Work instruction —
Your answer should be the exact lines of the data below from the one containing "pub fn congestion(&self)" through the one containing "payloads in segment order."; please include nothing else.

---- Source information

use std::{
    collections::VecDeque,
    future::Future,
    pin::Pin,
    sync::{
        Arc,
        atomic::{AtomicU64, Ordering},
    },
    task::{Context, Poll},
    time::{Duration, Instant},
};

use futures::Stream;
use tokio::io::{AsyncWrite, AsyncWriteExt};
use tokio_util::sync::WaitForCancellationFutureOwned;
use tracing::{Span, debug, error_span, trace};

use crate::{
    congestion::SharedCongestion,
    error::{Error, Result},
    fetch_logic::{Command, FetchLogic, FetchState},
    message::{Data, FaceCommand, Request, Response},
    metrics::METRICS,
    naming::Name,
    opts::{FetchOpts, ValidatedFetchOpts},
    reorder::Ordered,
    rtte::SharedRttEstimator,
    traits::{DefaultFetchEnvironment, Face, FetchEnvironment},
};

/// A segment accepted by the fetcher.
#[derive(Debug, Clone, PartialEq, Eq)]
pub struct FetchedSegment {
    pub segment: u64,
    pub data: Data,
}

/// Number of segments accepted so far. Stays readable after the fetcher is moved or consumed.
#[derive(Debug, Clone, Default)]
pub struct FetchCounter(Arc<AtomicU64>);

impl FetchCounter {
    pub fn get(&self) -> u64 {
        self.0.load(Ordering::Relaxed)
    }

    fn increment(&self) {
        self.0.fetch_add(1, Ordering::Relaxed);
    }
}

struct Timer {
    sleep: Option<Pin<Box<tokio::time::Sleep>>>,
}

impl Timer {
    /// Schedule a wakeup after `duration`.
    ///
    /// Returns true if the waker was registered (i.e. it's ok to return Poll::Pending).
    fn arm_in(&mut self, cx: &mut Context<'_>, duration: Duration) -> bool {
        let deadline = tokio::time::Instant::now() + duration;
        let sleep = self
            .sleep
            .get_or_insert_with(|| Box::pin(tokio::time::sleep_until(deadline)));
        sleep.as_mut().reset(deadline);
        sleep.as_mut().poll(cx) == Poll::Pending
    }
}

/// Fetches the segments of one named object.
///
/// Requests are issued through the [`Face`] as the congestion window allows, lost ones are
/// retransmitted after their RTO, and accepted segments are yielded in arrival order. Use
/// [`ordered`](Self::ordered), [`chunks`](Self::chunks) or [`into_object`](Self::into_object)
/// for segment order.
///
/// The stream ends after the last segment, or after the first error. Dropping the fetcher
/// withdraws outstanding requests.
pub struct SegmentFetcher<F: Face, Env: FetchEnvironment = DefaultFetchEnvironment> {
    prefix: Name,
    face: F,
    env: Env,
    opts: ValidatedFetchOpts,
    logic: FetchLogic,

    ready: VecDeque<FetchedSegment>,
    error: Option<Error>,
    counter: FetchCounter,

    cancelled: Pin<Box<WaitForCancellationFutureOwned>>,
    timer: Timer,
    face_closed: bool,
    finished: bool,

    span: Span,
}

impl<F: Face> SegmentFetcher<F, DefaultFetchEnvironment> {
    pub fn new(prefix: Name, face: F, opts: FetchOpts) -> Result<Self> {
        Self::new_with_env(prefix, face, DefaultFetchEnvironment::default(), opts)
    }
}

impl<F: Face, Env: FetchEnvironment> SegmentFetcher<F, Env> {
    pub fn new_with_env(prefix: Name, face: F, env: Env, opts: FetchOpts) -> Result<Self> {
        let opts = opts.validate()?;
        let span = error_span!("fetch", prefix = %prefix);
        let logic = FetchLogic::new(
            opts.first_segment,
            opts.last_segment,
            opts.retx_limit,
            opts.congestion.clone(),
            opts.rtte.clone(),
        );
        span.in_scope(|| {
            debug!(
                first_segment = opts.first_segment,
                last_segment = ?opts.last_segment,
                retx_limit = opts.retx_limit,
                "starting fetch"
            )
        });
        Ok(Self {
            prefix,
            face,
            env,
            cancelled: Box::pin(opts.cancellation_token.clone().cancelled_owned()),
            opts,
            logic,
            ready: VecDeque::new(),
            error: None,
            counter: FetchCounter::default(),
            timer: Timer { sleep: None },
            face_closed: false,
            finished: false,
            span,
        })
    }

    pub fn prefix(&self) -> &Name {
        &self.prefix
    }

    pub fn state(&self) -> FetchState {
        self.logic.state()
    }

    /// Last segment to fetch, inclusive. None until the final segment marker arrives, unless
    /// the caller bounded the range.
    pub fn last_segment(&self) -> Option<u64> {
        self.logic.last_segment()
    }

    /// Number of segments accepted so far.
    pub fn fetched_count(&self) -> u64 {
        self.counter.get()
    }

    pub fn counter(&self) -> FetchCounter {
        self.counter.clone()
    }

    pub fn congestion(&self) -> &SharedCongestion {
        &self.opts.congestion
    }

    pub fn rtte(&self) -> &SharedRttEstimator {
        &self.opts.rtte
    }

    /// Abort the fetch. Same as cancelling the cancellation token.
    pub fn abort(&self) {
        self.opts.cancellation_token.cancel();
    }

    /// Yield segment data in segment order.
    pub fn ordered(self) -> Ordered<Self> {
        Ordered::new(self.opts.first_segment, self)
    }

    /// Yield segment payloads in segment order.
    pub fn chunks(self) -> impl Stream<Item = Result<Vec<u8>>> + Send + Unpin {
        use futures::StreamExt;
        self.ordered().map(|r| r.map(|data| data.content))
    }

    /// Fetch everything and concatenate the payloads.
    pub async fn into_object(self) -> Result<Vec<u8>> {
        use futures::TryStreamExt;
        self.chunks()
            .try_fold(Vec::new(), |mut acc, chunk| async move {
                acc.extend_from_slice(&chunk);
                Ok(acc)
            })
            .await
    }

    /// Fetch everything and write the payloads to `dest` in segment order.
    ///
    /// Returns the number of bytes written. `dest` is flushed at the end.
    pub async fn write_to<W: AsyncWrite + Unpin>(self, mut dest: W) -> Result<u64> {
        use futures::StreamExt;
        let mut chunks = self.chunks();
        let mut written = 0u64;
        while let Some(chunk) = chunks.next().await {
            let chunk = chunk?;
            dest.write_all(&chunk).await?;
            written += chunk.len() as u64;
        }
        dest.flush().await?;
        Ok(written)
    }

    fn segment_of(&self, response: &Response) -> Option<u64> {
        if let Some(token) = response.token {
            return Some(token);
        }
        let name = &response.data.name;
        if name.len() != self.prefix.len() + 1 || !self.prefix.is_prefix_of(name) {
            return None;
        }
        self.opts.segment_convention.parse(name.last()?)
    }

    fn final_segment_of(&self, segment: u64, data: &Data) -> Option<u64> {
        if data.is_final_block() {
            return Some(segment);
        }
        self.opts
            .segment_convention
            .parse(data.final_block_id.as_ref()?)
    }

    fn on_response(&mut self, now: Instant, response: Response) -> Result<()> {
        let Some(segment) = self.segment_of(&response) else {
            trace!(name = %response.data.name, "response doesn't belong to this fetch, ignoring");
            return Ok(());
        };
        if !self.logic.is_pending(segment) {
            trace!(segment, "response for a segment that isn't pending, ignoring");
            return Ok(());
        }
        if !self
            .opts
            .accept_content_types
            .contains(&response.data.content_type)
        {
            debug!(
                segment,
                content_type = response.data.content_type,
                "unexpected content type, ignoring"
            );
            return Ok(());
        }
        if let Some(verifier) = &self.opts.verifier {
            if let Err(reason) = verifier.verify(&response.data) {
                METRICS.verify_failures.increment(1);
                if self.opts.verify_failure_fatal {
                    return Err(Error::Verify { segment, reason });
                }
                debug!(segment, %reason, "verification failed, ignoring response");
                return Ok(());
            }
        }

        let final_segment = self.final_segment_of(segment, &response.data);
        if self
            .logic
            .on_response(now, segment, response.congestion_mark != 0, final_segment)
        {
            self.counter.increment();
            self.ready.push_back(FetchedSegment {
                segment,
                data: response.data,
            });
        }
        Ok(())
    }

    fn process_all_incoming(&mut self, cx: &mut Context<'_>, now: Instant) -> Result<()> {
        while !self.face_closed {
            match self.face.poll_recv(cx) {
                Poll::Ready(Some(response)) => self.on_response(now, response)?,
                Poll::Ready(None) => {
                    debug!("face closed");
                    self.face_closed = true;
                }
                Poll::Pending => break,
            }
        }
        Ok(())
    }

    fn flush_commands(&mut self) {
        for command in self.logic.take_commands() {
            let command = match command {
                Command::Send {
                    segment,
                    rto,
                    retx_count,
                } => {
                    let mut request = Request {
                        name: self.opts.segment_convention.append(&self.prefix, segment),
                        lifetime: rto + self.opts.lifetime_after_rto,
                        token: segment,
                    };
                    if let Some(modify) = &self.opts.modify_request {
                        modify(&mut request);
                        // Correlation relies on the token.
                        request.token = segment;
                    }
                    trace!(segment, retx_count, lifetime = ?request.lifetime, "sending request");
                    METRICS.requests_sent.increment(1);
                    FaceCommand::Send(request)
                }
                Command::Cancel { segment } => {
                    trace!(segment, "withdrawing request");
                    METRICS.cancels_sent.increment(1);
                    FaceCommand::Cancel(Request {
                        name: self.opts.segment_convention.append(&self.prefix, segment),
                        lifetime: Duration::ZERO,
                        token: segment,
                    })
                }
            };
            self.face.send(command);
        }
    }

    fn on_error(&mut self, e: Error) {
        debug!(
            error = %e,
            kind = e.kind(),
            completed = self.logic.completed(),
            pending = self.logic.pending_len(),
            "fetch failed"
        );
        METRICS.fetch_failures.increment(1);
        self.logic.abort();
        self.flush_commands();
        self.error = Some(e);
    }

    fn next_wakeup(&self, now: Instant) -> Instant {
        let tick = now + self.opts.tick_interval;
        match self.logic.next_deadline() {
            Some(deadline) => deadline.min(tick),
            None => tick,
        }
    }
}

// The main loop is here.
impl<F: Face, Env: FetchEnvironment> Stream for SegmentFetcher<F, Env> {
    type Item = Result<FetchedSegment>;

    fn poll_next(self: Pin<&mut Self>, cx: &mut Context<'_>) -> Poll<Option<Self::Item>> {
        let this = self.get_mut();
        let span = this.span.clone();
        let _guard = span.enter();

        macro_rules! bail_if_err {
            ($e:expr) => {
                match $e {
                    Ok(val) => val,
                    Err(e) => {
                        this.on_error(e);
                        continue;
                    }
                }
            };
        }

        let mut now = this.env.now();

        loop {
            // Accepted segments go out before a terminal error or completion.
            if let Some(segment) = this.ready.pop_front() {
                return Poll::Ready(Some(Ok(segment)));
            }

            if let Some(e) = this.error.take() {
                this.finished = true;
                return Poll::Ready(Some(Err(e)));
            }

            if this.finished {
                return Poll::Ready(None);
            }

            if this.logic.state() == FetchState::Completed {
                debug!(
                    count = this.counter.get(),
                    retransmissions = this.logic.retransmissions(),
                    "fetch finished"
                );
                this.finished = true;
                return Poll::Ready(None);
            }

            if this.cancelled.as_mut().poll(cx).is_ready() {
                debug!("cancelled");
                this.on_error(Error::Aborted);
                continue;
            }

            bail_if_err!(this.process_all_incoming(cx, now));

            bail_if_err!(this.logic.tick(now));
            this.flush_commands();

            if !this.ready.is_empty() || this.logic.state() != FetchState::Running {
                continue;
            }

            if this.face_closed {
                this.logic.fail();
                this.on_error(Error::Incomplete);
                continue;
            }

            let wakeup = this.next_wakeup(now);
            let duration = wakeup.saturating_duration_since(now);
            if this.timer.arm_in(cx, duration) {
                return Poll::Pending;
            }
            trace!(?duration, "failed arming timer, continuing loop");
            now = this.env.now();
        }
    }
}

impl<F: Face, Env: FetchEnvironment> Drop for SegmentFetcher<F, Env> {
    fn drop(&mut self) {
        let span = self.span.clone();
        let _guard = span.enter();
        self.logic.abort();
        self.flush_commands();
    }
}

--------
---- Source information

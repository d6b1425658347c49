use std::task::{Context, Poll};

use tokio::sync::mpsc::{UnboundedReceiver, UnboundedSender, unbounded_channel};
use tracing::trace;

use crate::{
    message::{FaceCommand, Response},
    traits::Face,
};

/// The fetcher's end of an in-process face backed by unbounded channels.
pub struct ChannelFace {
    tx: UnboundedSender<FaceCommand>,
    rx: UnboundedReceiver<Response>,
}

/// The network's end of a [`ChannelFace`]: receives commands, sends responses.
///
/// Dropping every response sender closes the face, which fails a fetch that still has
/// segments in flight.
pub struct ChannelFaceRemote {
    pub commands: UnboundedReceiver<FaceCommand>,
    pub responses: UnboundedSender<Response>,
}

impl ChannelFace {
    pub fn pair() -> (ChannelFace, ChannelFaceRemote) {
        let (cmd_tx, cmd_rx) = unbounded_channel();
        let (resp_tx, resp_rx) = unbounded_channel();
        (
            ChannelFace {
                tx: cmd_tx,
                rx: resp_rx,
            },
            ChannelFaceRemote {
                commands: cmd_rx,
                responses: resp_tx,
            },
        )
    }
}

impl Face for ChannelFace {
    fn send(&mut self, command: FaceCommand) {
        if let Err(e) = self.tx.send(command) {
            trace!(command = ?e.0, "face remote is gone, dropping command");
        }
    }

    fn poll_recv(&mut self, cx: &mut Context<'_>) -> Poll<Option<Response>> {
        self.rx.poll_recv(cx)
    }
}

--------
---- Source information

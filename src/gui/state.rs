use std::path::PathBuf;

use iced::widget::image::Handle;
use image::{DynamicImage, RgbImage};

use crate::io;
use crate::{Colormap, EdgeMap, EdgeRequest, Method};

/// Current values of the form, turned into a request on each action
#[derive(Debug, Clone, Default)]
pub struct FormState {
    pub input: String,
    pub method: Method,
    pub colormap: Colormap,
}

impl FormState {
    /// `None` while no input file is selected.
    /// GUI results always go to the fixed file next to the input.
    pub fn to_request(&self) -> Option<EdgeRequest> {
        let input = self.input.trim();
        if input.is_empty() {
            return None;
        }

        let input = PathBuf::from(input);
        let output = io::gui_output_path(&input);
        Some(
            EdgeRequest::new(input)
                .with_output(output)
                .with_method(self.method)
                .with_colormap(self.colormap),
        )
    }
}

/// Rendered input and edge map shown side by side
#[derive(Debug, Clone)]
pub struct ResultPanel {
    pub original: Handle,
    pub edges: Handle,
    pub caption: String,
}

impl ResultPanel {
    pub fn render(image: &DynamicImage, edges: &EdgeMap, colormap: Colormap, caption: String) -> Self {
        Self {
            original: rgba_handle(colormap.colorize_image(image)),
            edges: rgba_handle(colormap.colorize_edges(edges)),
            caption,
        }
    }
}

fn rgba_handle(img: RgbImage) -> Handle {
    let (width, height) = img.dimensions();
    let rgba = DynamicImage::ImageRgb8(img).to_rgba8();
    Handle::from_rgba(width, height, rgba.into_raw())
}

--------

Solution —
    pub fn congestion(&self) -> &SharedCongestion {
        &self.opts.congestion
    }

    pub fn rtte(&self) -> &SharedRttEstimator {
        &self.opts.rtte
    }

    /// Abort the fetch. Same as cancelling the cancellation token.
    pub fn abort(&self) {
        self.opts.cancellation_token.cancel();
    }

    /// Yield segment data in segment order.
    pub fn ordered(self) -> Ordered<Self> {
        Ordered::new(self.opts.first_segment, self)
    }

    /// Yield segment payloads in segment order.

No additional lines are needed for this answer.